**REQUIRED ACTION:** The full listing should be set down again precisely.

——

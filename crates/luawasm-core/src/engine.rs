//! Wasmtime engine configuration and creation.
//!
//! The [`WasmEngine`] is the leaf of the handle graph: modules, linkers and
//! stores are all derived from one. It is configured for synchronous
//! execution; every compile, link and call runs to completion on the
//! caller's thread.

use std::sync::Arc;

use tracing::{debug, info, warn};
use wasmtime::{Config, Engine, InstanceAllocationStrategy, PoolingAllocationConfig};

use luawasm_common::{EngineConfig, OptLevel, RuntimeError};

/// Shared compilation and runtime context.
///
/// Cloning is cheap and yields a handle to the same underlying engine.
///
/// # Example
///
/// ```ignore
/// use luawasm_common::EngineConfig;
/// use luawasm_core::WasmEngine;
///
/// let engine = WasmEngine::new(&EngineConfig::default())?;
/// ```
#[derive(Clone)]
pub struct WasmEngine {
    engine: Arc<Engine>,
    config: EngineConfig,
}

impl WasmEngine {
    /// Create a new WebAssembly engine with the given configuration.
    ///
    /// # Errors
    ///
    /// Returns [`RuntimeError::EngineCreation`] if the Wasmtime configuration
    /// is rejected (for example, an unsupported pooling setup).
    pub fn new(config: &EngineConfig) -> Result<Self, RuntimeError> {
        let mut wasmtime_config = Config::new();

        wasmtime_config.consume_fuel(config.fuel_metering);
        wasmtime_config.wasm_threads(config.wasm_threads);
        wasmtime_config.cranelift_opt_level(match config.opt_level {
            OptLevel::None => wasmtime::OptLevel::None,
            OptLevel::Speed => wasmtime::OptLevel::Speed,
            OptLevel::SpeedAndSize => wasmtime::OptLevel::SpeedAndSize,
        });

        if config.pooling_allocator {
            let pooling_config = Self::create_pooling_config(config);

            wasmtime_config
                .allocation_strategy(InstanceAllocationStrategy::Pooling(pooling_config));

            info!(
                max_instances = config.max_instances,
                instance_memory_mb = config.instance_memory_mb,
                "Pooling allocator enabled"
            );
        }

        let engine = Engine::new(&wasmtime_config).map_err(|e| {
            warn!(error = %e, "Wasmtime rejected engine configuration");
            RuntimeError::EngineCreation {
                reason: e.to_string(),
            }
        })?;

        info!(
            fuel_metering = config.fuel_metering,
            wasm_threads = config.wasm_threads,
            "Wasmtime engine initialized"
        );

        Ok(Self {
            engine: Arc::new(engine),
            config: config.clone(),
        })
    }

    fn create_pooling_config(config: &EngineConfig) -> PoolingAllocationConfig {
        let mut pooling = PoolingAllocationConfig::default();

        pooling.total_core_instances(config.max_instances);
        pooling.total_memories(config.max_instances);
        pooling.total_tables(config.max_instances);

        let max_memory_bytes = (config.instance_memory_mb as usize) * 1024 * 1024;
        pooling.max_memory_size(max_memory_bytes);

        debug!(max_memory_bytes, "Pooling allocation config built");

        pooling
    }

    /// Get a reference to the inner Wasmtime engine.
    pub fn inner(&self) -> &Engine {
        &self.engine
    }

    /// Returns `true` if stores created from this engine meter fuel.
    pub fn is_fuel_metered(&self) -> bool {
        self.config.fuel_metering
    }

    /// Returns `true` if both handles refer to the same underlying engine.
    pub fn same(&self, other: &Engine) -> bool {
        Engine::same(&self.engine, other)
    }
}

impl std::fmt::Debug for WasmEngine {
    fn fmt(&self, f: &mut std::fmt::Formatter<'_>) -> std::fmt::Result {
        f.debug_struct("WasmEngine")
            .field("pooling_allocator", &self.config.pooling_allocator)
            .field("fuel_metering", &self.config.fuel_metering)
            .field("opt_level", &self.config.opt_level)
            .finish_non_exhaustive()
    }
}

——

**SOLUTION TO THIS EXERCISE:**
filename crates/luawasm-core/src/engine.rs
//! Wasmtime engine configuration and creation.
//!
//! The [`WasmEngine`] is the leaf of the handle graph: modules, linkers and
//! stores are all derived from one. It is configured for synchronous
//! execution; every compile, link and call runs to completion on the
//! caller's thread.

use std::sync::Arc;

use tracing::{debug, info, warn};
use wasmtime::{Config, Engine, InstanceAllocationStrategy, PoolingAllocationConfig};

use luawasm_common::{EngineConfig, OptLevel, RuntimeError};

/// Shared compilation and runtime context.
///
/// Cloning is cheap and yields a handle to the same underlying engine.
///
/// # Example
///
/// ```ignore
/// use luawasm_common::EngineConfig;
/// use luawasm_core::WasmEngine;
///
/// let engine = WasmEngine::new(&EngineConfig::default())?;
/// ```
#[derive(Clone)]
pub struct WasmEngine {
    engine: Arc<Engine>,
    config: EngineConfig,
}

impl WasmEngine {
    /// Create a new WebAssembly engine with the given configuration.
    ///
    /// # Errors
    ///
    /// Returns [`RuntimeError::EngineCreation`] if the Wasmtime configuration
    /// is rejected (for example, an unsupported pooling setup).
    pub fn new(config: &EngineConfig) -> Result<Self, RuntimeError> {
        let mut wasmtime_config = Config::new();

        wasmtime_config.consume_fuel(config.fuel_metering);
        wasmtime_config.wasm_threads(config.wasm_threads);
        wasmtime_config.cranelift_opt_level(match config.opt_level {
            OptLevel::None => wasmtime::OptLevel::None,
            OptLevel::Speed => wasmtime::OptLevel::Speed,
            OptLevel::SpeedAndSize => wasmtime::OptLevel::SpeedAndSize,
        });

        if config.pooling_allocator {
            let pooling_config = Self::create_pooling_config(config);

            wasmtime_config
                .allocation_strategy(InstanceAllocationStrategy::Pooling(pooling_config));

            info!(
                max_instances = config.max_instances,
                instance_memory_mb = config.instance_memory_mb,
                "Pooling allocator enabled"
            );
        }

        let engine = Engine::new(&wasmtime_config).map_err(|e| {
            warn!(error = %e, "Wasmtime rejected engine configuration");
            RuntimeError::EngineCreation {
                reason: e.to_string(),
            }
        })?;

        info!(
            fuel_metering = config.fuel_metering,
            wasm_threads = config.wasm_threads,
            "Wasmtime engine initialized"
        );

        Ok(Self {
            engine: Arc::new(engine),
            config: config.clone(),
        })
    }

    fn create_pooling_config(config: &EngineConfig) -> PoolingAllocationConfig {
        let mut pooling = PoolingAllocationConfig::default();

        pooling.total_core_instances(config.max_instances);
        pooling.total_memories(config.max_instances);
        pooling.total_tables(config.max_instances);

        let max_memory_bytes = (config.instance_memory_mb as usize) * 1024 * 1024;
        pooling.max_memory_size(max_memory_bytes);

        debug!(max_memory_bytes, "Pooling allocation config built");

        pooling
    }

    /// Get a reference to the inner Wasmtime engine.
    pub fn inner(&self) -> &Engine {
        &self.engine
    }

    /// Returns `true` if stores created from this engine meter fuel.
    pub fn is_fuel_metered(&self) -> bool {
        self.config.fuel_metering
    }

    /// Returns `true` if both handles refer to the same underlying engine.
    pub fn same(&self, other: &Engine) -> bool {
        Engine::same(&self.engine, other)
    }
}

impl std::fmt::Debug for WasmEngine {
    fn fmt(&self, f: &mut std::fmt::Formatter<'_>) -> std::fmt::Result {
        f.debug_struct("WasmEngine")
            .field("pooling_allocator", &self.config.pooling_allocator)
            .field("fuel_metering", &self.config.fuel_metering)
            .field("opt_level", &self.config.opt_level)
            .finish_non_exhaustive()
    }
}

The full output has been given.